Oysa modern ETC teorilerine göre bilinç nöronların var ettiği bio-elektrikten türeyen EMdır ve bilinç beyni yönetir!
ETC ve benzer teorilere göre bilinç, uzayzamanda yer alan bir realitedir.
Quantum Mind Website Articles - Quantum consciousness
Michael Lockwood, approached quantum consciousness from a different angle. He argued that special relativity meant that mental states must be physical states. Mental states existed in time, and because space and time were part of the same thing, mental states must also exist in space.
Google çeviri
Michael Lockwood kuantum bilincine farklı bir açıdan yaklaştı. Özel göreliliğin zihinsel durumların fiziksel durumlar olması gerektiği anlamına geldiğini savundu. Zihinsel durumlar zamanda mevcuttu ve uzay ve zaman aynı şeyin parçası olduğundan, zihinsel durumların da uzayda var olması gerekir.

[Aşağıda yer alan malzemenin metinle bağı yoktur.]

//! Error types surfaced by the engine.

use thiserror::Error;

/// Errors produced inside the simulation core.
///
/// Only [`EngineError::InvalidMode`] ever reaches a caller directly (from
/// `set_mode`). Every other variant is caught at the tick boundary and
/// replaced by the fallback output.
#[derive(Debug, Clone, PartialEq, Error)]
pub enum EngineError {
    #[error("invalid mode \"{0}\", expected \"online\" or \"offline\"")]
    InvalidMode(String),

    #[error("invalid weather sample: {0}")]
    InvalidWeather(String),

    #[error("non-finite value for {0}")]
    NonFiniteValue(&'static str),
}

/// Returns `value` unchanged, or `NonFiniteValue(field)` if it is NaN or infinite.
pub(crate) fn finite(field: &'static str, value: f32) -> Result<f32, EngineError> {
    if value.is_finite() {
        Ok(value)
    } else {
        Err(EngineError::NonFiniteValue(field))
    }
}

Field theories of consciousness - Susan Pockett
(..) consciousness is conceived as being identical with a field in the general sense in which the term ‘field’ is used in physics. This means that in these theories, consciousness is seen as having not only duration, but also extension in space. In most of the theories discussed, consciousness is proposed to be identical with some aspect of a physical field.
Google çeviri
(..) bilinç, fizikte 'alan' teriminin kullanıldığı genel anlamda bir alanla özdeş olarak düşünülür. Bu, bu teorilerde bilincin yalnızca süreye değil aynı zamanda uzayda yayılıma da sahip olduğu anlamına gelir. Tartışılan teorilerin çoğunda bilincin, fiziksel alanın bazı yönleriyle özdeş olduğu ileri sürülmektedir.
The Nature of Consciousness: A Hypothesis - Susan Pockett
Consciousness is not material in the usually accepted sense, but neither is it some kind of non-physical spook (which, being non-physical, is therefore not accessible to scientific investigation). Consciousness (or at least normal human consciousness) is a local, brain-generated, configuration of, or pattern in, the electromagnetic field. A brain-sized spatial pattern in the electromagnetic field is not matter as such, so the hypothesis escapes the main objection to materialism. However, the electromagnetic field does have the easily observed property of affecting matter.
Google çeviri
Bilinç, genel olarak kabul edilen anlamda maddi değildir, ancak bir tür fiziksel olmayan hayalet de değildir (bu, fiziksel olmadığı için bilimsel araştırmaya açık değildir). Bilinç (veya en azından normal insan bilinci), elektromanyetik alanın yerel, beyin tarafından üretilen bir konfigürasyonu veya modelidir. Elektromanyetik alanda beyin büyüklüğündeki bir uzaysal model madde değildir, dolayısıyla hipotez materyalizme yönelik ana itirazdan kaçmaktadır. Ancak elektromanyetik alan, maddeyi etkileme konusunda kolaylıkla gözlemlenebilen bir özelliğe sahiptir.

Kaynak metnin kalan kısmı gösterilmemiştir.